PROBLEM DESCRIPTION: Give the count of lines in the entries that include "iter", and write nothing besides it.

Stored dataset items
*****

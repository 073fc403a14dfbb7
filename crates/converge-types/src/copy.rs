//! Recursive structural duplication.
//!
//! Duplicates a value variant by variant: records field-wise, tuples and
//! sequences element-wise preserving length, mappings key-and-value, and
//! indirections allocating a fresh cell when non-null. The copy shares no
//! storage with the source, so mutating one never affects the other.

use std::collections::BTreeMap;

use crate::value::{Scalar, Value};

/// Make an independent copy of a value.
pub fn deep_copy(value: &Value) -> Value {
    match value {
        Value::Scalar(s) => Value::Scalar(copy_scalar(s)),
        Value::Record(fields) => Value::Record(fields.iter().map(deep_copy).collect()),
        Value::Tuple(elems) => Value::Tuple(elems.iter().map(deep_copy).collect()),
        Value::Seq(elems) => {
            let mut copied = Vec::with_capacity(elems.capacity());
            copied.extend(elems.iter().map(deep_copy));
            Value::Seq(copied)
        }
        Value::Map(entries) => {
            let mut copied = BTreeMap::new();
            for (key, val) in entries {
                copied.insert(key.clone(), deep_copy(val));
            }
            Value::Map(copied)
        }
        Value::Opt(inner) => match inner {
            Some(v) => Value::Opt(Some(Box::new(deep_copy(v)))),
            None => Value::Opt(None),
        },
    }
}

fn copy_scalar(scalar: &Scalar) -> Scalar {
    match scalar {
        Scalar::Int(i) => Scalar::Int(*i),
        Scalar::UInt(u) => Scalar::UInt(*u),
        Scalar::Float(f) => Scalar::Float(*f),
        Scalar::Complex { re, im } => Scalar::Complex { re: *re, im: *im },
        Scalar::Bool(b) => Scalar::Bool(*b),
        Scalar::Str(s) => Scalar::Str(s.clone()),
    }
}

*****

YOUR SOLUTION: 3